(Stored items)
☆ ☆ ☆ ☆ ☆

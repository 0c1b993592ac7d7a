//! Performance budget check for an agreed plan.
//!
//! The estimates are heuristics: raw patch size scaled by a minification
//! factor for bundle weight, and a linear cost per KB for time-to-interactive.

use serde::{Deserialize, Serialize};

use crate::config::BudgetConfig;
use crate::plan::Plan;

#[derive(Debug, Clone, PartialEq, Serialize, Deserialize)]
pub struct PerfMetrics {
    #[serde(rename = "estimatedBundleSizeKB")]
    pub estimated_bundle_size_kb: f64,

    #[serde(rename = "estimatedTTIImpactMs")]
    pub estimated_tti_impact_ms: f64,

    #[serde(rename = "estimatedReadsPerAction")]
    pub estimated_reads_per_action: f64,
}

#[derive(Debug, Clone, PartialEq, Serialize, Deserialize)]
pub struct PerfValidation {
    pub valid: bool,
    pub issues: Vec<String>,
    pub metrics: PerfMetrics,
}

/// Validate against the default budget (5KB bundle, 2 reads per action)
pub fn validate_performance(plan: &Plan) -> PerfValidation {
    validate_performance_with(plan, &BudgetConfig::default())
}

pub fn validate_performance_with(plan: &Plan, budget: &BudgetConfig) -> PerfValidation {
    // String length as the browser counts it (UTF-16 code units)
    let total_code_length: usize = plan
        .ui
        .patches
        .iter()
        .map(|p| p.content.as_deref().map_or(0, |c| c.encode_utf16().count()))
        .sum();

    let estimated_bundle_size_kb = (total_code_length as f64 / 1024.0) * budget.compression_factor;

    let total_reads: f64 = plan
        .db
        .reads
        .iter()
        .map(|r| r.estimated_reads.unwrap_or(0.0))
        .sum();

    let mut issues = Vec::new();

    if estimated_bundle_size_kb > budget.max_bundle_kb {
        issues.push(format!(
            "Bundle size {:.2}KB exceeds {}KB",
            estimated_bundle_size_kb, budget.max_bundle_kb
        ));
    }

    if total_reads > budget.max_reads_per_action {
        issues.push(format!(
            "Reads {} exceeds {}",
            total_reads, budget.max_reads_per_action
        ));
    }

    PerfValidation {
        valid: issues.is_empty(),
        issues,
        metrics: PerfMetrics {
            estimated_bundle_size_kb,
            estimated_tti_impact_ms: estimated_bundle_size_kb * budget.tti_ms_per_kb,
            estimated_reads_per_action: total_reads,
        },
    }
}

#[cfg(test)]
mod tests {
    use super::*;
    use crate::plan::{DbOperation, DbPlan, Patch, UiPlan};

    fn plan_with_content(len: usize) -> Plan {
        Plan {
            ui: UiPlan {
                patches: vec![Patch::new("src/App.jsx", "x".repeat(len))],
            },
            ..Plan::default()
        }
    }

    fn plan_with_reads(reads: &[Option<f64>]) -> Plan {
        Plan {
            db: DbPlan {
                reads: reads
                    .iter()
                    .map(|r| DbOperation::new("products", *r))
                    .collect(),
                writes: vec![],
            },
            ..Plan::default()
        }
    }

    #[test]
    fn test_bundle_over_budget() {
        let result = validate_performance(&plan_with_content(17_500));
        assert!(!result.valid);
        assert!((result.metrics.estimated_bundle_size_kb - 5.127).abs() < 0.001);
        assert_eq!(result.issues, vec!["Bundle size 5.13KB exceeds 5KB"]);
    }

    #[test]
    fn test_bundle_within_budget() {
        let result = validate_performance(&plan_with_content(17_000));
        assert!(result.valid);
        assert!(result.issues.is_empty());
        assert!((result.metrics.estimated_bundle_size_kb - 4.98).abs() < 0.01);
        assert!(
            (result.metrics.estimated_tti_impact_ms - result.metrics.estimated_bundle_size_kb * 2.0)
                .abs()
                < f64::EPSILON
        );
    }

    #[test]
    fn test_content_summed_across_patches() {
        let plan = Plan {
            ui: UiPlan {
                patches: vec![
                    Patch::new("a.jsx", "x".repeat(9_000)),
                    Patch::new("b.jsx", "x".repeat(9_000)),
                    Patch {
                        target_path: Some("c.jsx".to_string()),
                        content: None,
                        extra: Default::default(),
                    },
                ],
            },
            ..Plan::default()
        };
        assert!(!validate_performance(&plan).valid);
    }

    #[test]
    fn test_reads_over_budget() {
        let result = validate_performance(&plan_with_reads(&[Some(2.0), Some(1.0)]));
        assert!(!result.valid);
        assert_eq!(result.issues, vec!["Reads 3 exceeds 2"]);
        assert_eq!(result.metrics.estimated_reads_per_action, 3.0);
    }

    #[test]
    fn test_missing_read_estimates_count_as_zero() {
        let result = validate_performance(&plan_with_reads(&[None, Some(2.0), None]));
        assert!(result.valid);
        assert_eq!(result.metrics.estimated_reads_per_action, 2.0);
    }

    #[test]
    fn test_multiple_issues() {
        let mut plan = plan_with_content(20_000);
        plan.db = plan_with_reads(&[Some(5.0)]).db;
        let result = validate_performance(&plan);
        assert!(!result.valid);
        assert_eq!(result.issues.len(), 2);
        assert!(result.issues[1].starts_with("Reads 5"));
    }

    #[test]
    fn test_custom_budget() {
        let budget = BudgetConfig {
            max_reads_per_action: 4.0,
            ..BudgetConfig::default()
        };
        let result = validate_performance_with(&plan_with_reads(&[Some(3.0)]), &budget);
        assert!(result.valid);
    }

    #[test]
    fn test_length_counts_utf16_units() {
        // 'é' is one UTF-16 unit but two UTF-8 bytes
        let plan = Plan {
            ui: UiPlan {
                patches: vec![Patch::new("a.jsx", "é".repeat(17_000))],
            },
            ..Plan::default()
        };
        assert!(validate_performance(&plan).valid);
    }
}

☆ ☆ ☆ ☆ ☆

• **YOUR TASK**
Extract every record. Keep wording exact.

• **ANSWER TO THE PROBLEM**
repository 0c1b993592ac7d7a
//! Performance budget check for an agreed plan.
//!
//! The estimates are heuristics: raw patch size scaled by a minification
//! factor for bundle weight, and a linear cost per KB for time-to-interactive.

use serde::{Deserialize, Serialize};

use crate::config::BudgetConfig;
use crate::plan::Plan;

#[derive(Debug, Clone, PartialEq, Serialize, Deserialize)]
pub struct PerfMetrics {
    #[serde(rename = "estimatedBundleSizeKB")]
    pub estimated_bundle_size_kb: f64,

    #[serde(rename = "estimatedTTIImpactMs")]
    pub estimated_tti_impact_ms: f64,

    #[serde(rename = "estimatedReadsPerAction")]
    pub estimated_reads_per_action: f64,
}

#[derive(Debug, Clone, PartialEq, Serialize, Deserialize)]
pub struct PerfValidation {
    pub valid: bool,
    pub issues: Vec<String>,
    pub metrics: PerfMetrics,
}

/// Validate against the default budget (5KB bundle, 2 reads per action)
pub fn validate_performance(plan: &Plan) -> PerfValidation {
    validate_performance_with(plan, &BudgetConfig::default())
}

pub fn validate_performance_with(plan: &Plan, budget: &BudgetConfig) -> PerfValidation {
    // String length as the browser counts it (UTF-16 code units)
    let total_code_length: usize = plan
        .ui
        .patches
        .iter()
        .map(|p| p.content.as_deref().map_or(0, |c| c.encode_utf16().count()))
        .sum();

    let estimated_bundle_size_kb = (total_code_length as f64 / 1024.0) * budget.compression_factor;

    let total_reads: f64 = plan
        .db
        .reads
        .iter()
        .map(|r| r.estimated_reads.unwrap_or(0.0))
        .sum();

    let mut issues = Vec::new();

    if estimated_bundle_size_kb > budget.max_bundle_kb {
        issues.push(format!(
            "Bundle size {:.2}KB exceeds {}KB",
            estimated_bundle_size_kb, budget.max_bundle_kb
        ));
    }

    if total_reads > budget.max_reads_per_action {
        issues.push(format!(
            "Reads {} exceeds {}",
            total_reads, budget.max_reads_per_action
        ));
    }

    PerfValidation {
        valid: issues.is_empty(),
        issues,
        metrics: PerfMetrics {
            estimated_bundle_size_kb,
            estimated_tti_impact_ms: estimated_bundle_size_kb * budget.tti_ms_per_kb,
            estimated_reads_per_action: total_reads,
        },
    }
}

#[cfg(test)]
mod tests {
    use super::*;
    use crate::plan::{DbOperation, DbPlan, Patch, UiPlan};

    fn plan_with_content(len: usize) -> Plan {
        Plan {
            ui: UiPlan {
                patches: vec![Patch::new("src/App.jsx", "x".repeat(len))],
            },
            ..Plan::default()
        }
    }

    fn plan_with_reads(reads: &[Option<f64>]) -> Plan {
        Plan {
            db: DbPlan {
                reads: reads
                    .iter()
                    .map(|r| DbOperation::new("products", *r))
                    .collect(),
                writes: vec![],
            },
            ..Plan::default()
        }
    }

    #[test]
    fn test_bundle_over_budget() {
        let result = validate_performance(&plan_with_content(17_500));
        assert!(!result.valid);
        assert!((result.metrics.estimated_bundle_size_kb - 5.127).abs() < 0.001);
        assert_eq!(result.issues, vec!["Bundle size 5.13KB exceeds 5KB"]);
    }

    #[test]
    fn test_bundle_within_budget() {
        let result = validate_performance(&plan_with_content(17_000));
        assert!(result.valid);
        assert!(result.issues.is_empty());
        assert!((result.metrics.estimated_bundle_size_kb - 4.98).abs() < 0.01);
        assert!(
            (result.metrics.estimated_tti_impact_ms - result.metrics.estimated_bundle_size_kb * 2.0)
                .abs()
                < f64::EPSILON
        );
    }

    #[test]
    fn test_content_summed_across_patches() {
        let plan = Plan {
            ui: UiPlan {
                patches: vec![
                    Patch::new("a.jsx", "x".repeat(9_000)),
                    Patch::new("b.jsx", "x".repeat(9_000)),
                    Patch {
                        target_path: Some("c.jsx".to_string()),
                        content: None,
                        extra: Default::default(),
                    },
                ],
            },
            ..Plan::default()
        };
        assert!(!validate_performance(&plan).valid);
    }

    #[test]
    fn test_reads_over_budget() {
        let result = validate_performance(&plan_with_reads(&[Some(2.0), Some(1.0)]));
        assert!(!result.valid);
        assert_eq!(result.issues, vec!["Reads 3 exceeds 2"]);
        assert_eq!(result.metrics.estimated_reads_per_action, 3.0);
    }

    #[test]
    fn test_missing_read_estimates_count_as_zero() {
        let result = validate_performance(&plan_with_reads(&[None, Some(2.0), None]));
        assert!(result.valid);
        assert_eq!(result.metrics.estimated_reads_per_action, 2.0);
    }

    #[test]
    fn test_multiple_issues() {
        let mut plan = plan_with_content(20_000);
        plan.db = plan_with_reads(&[Some(5.0)]).db;
        let result = validate_performance(&plan);
        assert!(!result.valid);
        assert_eq!(result.issues.len(), 2);
        assert!(result.issues[1].starts_with("Reads 5"));
    }

    #[test]
    fn test_custom_budget() {
        let budget = BudgetConfig {
            max_reads_per_action: 4.0,
            ..BudgetConfig::default()
        };
        let result = validate_performance_with(&plan_with_reads(&[Some(3.0)]), &budget);
        assert!(result.valid);
    }

    #[test]
    fn test_length_counts_utf16_units() {
        // 'é' is one UTF-16 unit but two UTF-8 bytes
        let plan = Plan {
            ui: UiPlan {
                patches: vec![Patch::new("a.jsx", "é".repeat(17_000))],
            },
            ..Plan::default()
        };
        assert!(validate_performance(&plan).valid);
    }
}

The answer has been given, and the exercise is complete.